- Title screen from the music video

Single by TENLo
- Released: December 11, 2017
- Length: 3:23
- Label: Self-released
- Songwriters: Joey Zak and TomE LaBrosse

= Kill All the Things =

2017 music video by TENLo

"Kill All the Things" is a song by the band TENLo. The song's music video features actor Dustin Diamond portraying Harvey Weinstein and actress Kelly Cunningham portraying a nun. The video was directed by Joshua Mendez and filmed in Milwaukee, Wisconsin, in 2017. The video received attention from major news outlets.

==Background==
The music video was filmed in Milwaukee, Wisconsin, during the summer of 2017. Both members of band TENLo, Joey Zak and TomE LaBrosse, are from Milwaukee. The video was released to coincide with the release of the song "Kill All the Things". Diamond had lived in the Milwaukee area since 2002. He lived in the suburb, Port Washington. The video was directed by Joshua Mendez and stars actor Dustin Diamond, best known for playing Samuel "Screech" Powers in the nineties television series Saved by the Bell. The video was released on December 25, 2017.

==Plot==
The plot of the video for "Kill All the Things" was based on a Harvey Weinstein storyline. Zak and LaBrosse both appear in the video: Zak as a bell boy and LaBrosse as a bartender. In the video, the Harvey Weinstein character is seen doing drugs and drinking alcohol.
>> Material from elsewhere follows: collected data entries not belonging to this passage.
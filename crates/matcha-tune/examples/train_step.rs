//! Training loop example.
//!
//! Builds a small randomly-initialized model and runs a few AWP training
//! steps on a synthetic batch.

use anyhow::Result;
use candle_core::{DType, Device, Tensor};
use matcha_tune::prelude::*;

fn main() -> Result<()> {
    // Initialize logging
    tracing_subscriber::fmt::init();

    let device = Device::Cpu;
    let config = BackboneConfig {
        hidden_size: 64,
        intermediate_size: 128,
        num_attention_heads: 4,
        num_hidden_layers: 4,
        num_decoder_layers: 4,
        vocab_size: 256,
        patch_embedding_dim: 18,
        max_patches: 128,
        max_length: 32,
        ..BackboneConfig::default()
    };
    let model = MatchaModel::from_config(config, &device)?;
    println!(
        "model ready: {} trainable parameters",
        model.trainable_vars().len()
    );

    let mut trainer = Trainer::builder()
        .learning_rate(1e-3)
        .awp(AwpSettings {
            adv_lr: 1.0,
            adv_eps: 1e-2,
            ..AwpSettings::default()
        })
        .build(model)?;

    let batch = synthetic_batch(&device)?;
    for step in 0..5 {
        let outcome = trainer.step(&batch)?;
        println!(
            "step {step}: loss = {:.4} (adversarial: {})",
            outcome.loss, outcome.adversarial
        );
    }

    Ok(())
}

/// A batch of 16 patches with (row, col) indices in the first two columns
/// and constant pixels, targeting a short label sequence.
fn synthetic_batch(device: &Device) -> Result<TrainBatch> {
    let patch_dim = 18;
    let num_patches = 16;
    let mut data = Vec::new();
    for p in 0..num_patches {
        data.push((p / 4) as f32);
        data.push((p % 4) as f32);
        data.extend(std::iter::repeat(0.5f32).take(patch_dim - 2));
    }
    let flattened_patches = Tensor::from_slice(&data, (1, num_patches, patch_dim), device)?;
    let attention_mask = Tensor::ones((1, num_patches), DType::F32, device)?;
    let labels = Tensor::from_slice(&[17i64, 42, 7, 99, -100, -100], (1, 6), device)?;
    Ok(TrainBatch {
        flattened_patches,
        attention_mask,
        labels,
    })
}
//! Test configuration builder for writing config directories to disk

use monitor::config::Config;
use std::fs;
use std::path::PathBuf;
use tempfile::TempDir;

/// Builder for a config directory: main.toml, guild files and secrets.toml
pub struct TestConfigBuilder {
    temp_dir: TempDir,
    main_toml: String,
    guild_files: Vec<(String, String)>,
    secrets_toml: Option<String>,
}

impl TestConfigBuilder {
    pub fn new() -> Self {
        let temp_dir = TempDir::new().expect("Failed to create temp dir");
        Self {
            temp_dir,
            main_toml: String::new(),
            guild_files: Vec::new(),
            secrets_toml: Some("[discord]\nbot_token = \"file-token\"\n".to_string()),
        }
    }

    pub fn with_main(mut self, toml: &str) -> Self {
        self.main_toml = toml.to_string();
        self
    }

    pub fn with_guild(mut self, file_name: &str, toml: &str) -> Self {
        self.guild_files.push((file_name.to_string(), toml.to_string()));
        self
    }

    pub fn with_secrets(mut self, toml: Option<&str>) -> Self {
        self.secrets_toml = toml.map(str::to_string);
        self
    }

    pub fn build(self) -> TestConfig {
        let config_dir = self.temp_dir.path().join("config");
        fs::create_dir_all(&config_dir).expect("Failed to create config dir");

        fs::write(config_dir.join("main.toml"), &self.main_toml).expect("Failed to write main.toml");

        for (name, toml) in &self.guild_files {
            fs::write(config_dir.join(format!("{}.toml", name)), toml)
                .expect("Failed to write guild config");
        }

        if let Some(secrets) = &self.secrets_toml {
            fs::write(config_dir.join("secrets.toml"), secrets).expect("Failed to write secrets");
        }

        TestConfig {
            _temp_dir: self.temp_dir,
            config_dir,
        }
    }
}

impl Default for TestConfigBuilder {
    fn default() -> Self {
        Self::new()
    }
}

/// Keeps the temp directory alive for the duration of a test
pub struct TestConfig {
    _temp_dir: TempDir,
    pub config_dir: PathBuf,
}

impl TestConfig {
    pub fn dir(&self) -> String {
        self.config_dir.to_string_lossy().to_string()
    }
}

/// In-memory config with the given channels, no inter-channel delay and a
/// test bot token
pub fn monitor_config(status_channels: &[&str], notification_channels: &[&str]) -> Config {
    let mut config: Config = toml::from_str(
        r#"
[notifications]
channel_update_delay_ms = 0
explorer_url = "https://explorer.test"

[branding]
name = "Test Chain"
icon_url = "https://explorer.test/icon.png"
"#,
    )
    .expect("Failed to parse test config");

    config.discord.status_channels = status_channels.iter().map(|s| s.to_string()).collect();
    config.discord.notification_channels =
        notification_channels.iter().map(|s| s.to_string()).collect();
    config.bot_token = "test-bot-token".to_string();
    config
}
Clearly under the influence of those intoxicants, he is then lured to a hotel room by a dark haired woman (played by Kelly Cunningham), who is revealed to be a nun. In the hotel room, Weinstein is on his back laying on a bed when he is stabbed to death by the nun in a gruesome scene.

==Reception==
The video was covered by major news outlets like USA Today, TMZ, and The New York Times. On YouTube the video was viewed more than 100,000 times.